** Opening Supplied entries block **

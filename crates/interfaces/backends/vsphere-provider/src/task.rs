//! Backend task handles
//!
//! Mutating calls against this backend return a [`TaskId`] immediately;
//! the real outcome arrives later through task status polls. `Success`
//! is the only state that permits the next step of a sequence.

use gantry_core::{AdapterError, ResourceId};

/// Identifier of an in-flight backend task
#[derive(Debug, Clone, PartialEq, Eq, Hash)]
pub struct TaskId(pub String);

impl TaskId {
    /// Wrap a backend-assigned task identifier
    pub fn new(id: impl Into<String>) -> Self {
        Self(id.into())
    }
}

impl std::fmt::Display for TaskId {
    fn fmt(&self, f: &mut std::fmt::Formatter<'_>) -> std::fmt::Result {
        write!(f, "{}", self.0)
    }
}

/// Lifecycle of a backend task
#[derive(Debug, Clone, Copy, PartialEq, Eq)]
pub enum TaskState {
    /// Accepted, not started
    Queued,
    /// Executing
    Running,
    /// Finished successfully
    Success,
    /// Finished with an error
    Error,
}

impl TaskState {
    /// Whether the task can still make progress
    pub fn is_in_flight(&self) -> bool {
        matches!(self, Self::Queued | Self::Running)
    }
}

/// One observation of a task
#[derive(Debug, Clone)]
pub struct TaskStatus {
    /// Current lifecycle state
    pub state: TaskState,
    /// Error detail, set when `state` is [`TaskState::Error`]
    pub message: Option<String>,
    /// Entity the task produced, set on Success for creation tasks
    pub entity: Option<ResourceId>,
}

impl TaskStatus {
    /// An in-flight observation
    pub fn in_flight(state: TaskState) -> Self {
        Self {
            state,
            message: None,
            entity: None,
        }
    }

    /// A successful completion, optionally naming the produced entity
    pub fn success(entity: Option<ResourceId>) -> Self {
        Self {
            state: TaskState::Success,
            message: None,
            entity,
        }
    }

    /// A failed completion
    pub fn error(message: impl Into<String>) -> Self {
        Self {
            state: TaskState::Error,
            message: Some(message.into()),
            entity: None,
        }
    }
}

/// Classify a task failure message into the shared error taxonomy
///
/// The backend reports task failures as text; capacity and permission
/// failures still need to surface as their permanent classes so the
/// orchestrator never retries them.
pub fn classify_task_error(task: &TaskId, message: &str) -> AdapterError {
    let lower = message.to_lowercase();
    if lower.contains("insufficient") || lower.contains("quota") || lower.contains("capacity") {
        AdapterError::quota(format!("task {task}: {message}"))
    } else if lower.contains("permission") || lower.contains("denied") || lower.contains("privilege")
    {
        AdapterError::auth(format!("task {task}: {message}"))
    } else {
        AdapterError::backend(format!("task {task}: {message}"))
    }
}

#[cfg(test)]
mod tests {
    use super::*;

    #[test]
    fn test_in_flight_states() {
        assert!(TaskState::Queued.is_in_flight());
        assert!(TaskState::Running.is_in_flight());
        assert!(!TaskState::Success.is_in_flight());
        assert!(!TaskState::Error.is_in_flight());
    }

    #[test]
    fn test_classification_of_task_failures() {
        let task = TaskId::new("task-1");
        assert!(matches!(
            classify_task_error(&task, "Insufficient capacity on datastore ds0"),
            AdapterError::QuotaExceeded(_)
        ));
        assert!(matches!(
            classify_task_error(&task, "Permission to perform this operation was denied"),
            AdapterError::AuthDenied(_)
        ));
        assert!(matches!(
            classify_task_error(&task, "The operation is not allowed in the current state"),
            AdapterError::Backend(_)
        ));
    }
}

** Closing Supplied entries block **

▸ **Assigned task**
For each line of the material that includes the word "TaskId", make a copy.

▸ **Answer to this problem**
//! Mutating calls against this backend return a [`TaskId`] immediately;
pub struct TaskId(pub String);
impl TaskId {
impl std::fmt::Display for TaskId {
pub fn classify_task_error(task: &TaskId, message: &str) -> AdapterError {
        let task = TaskId::new("task-1");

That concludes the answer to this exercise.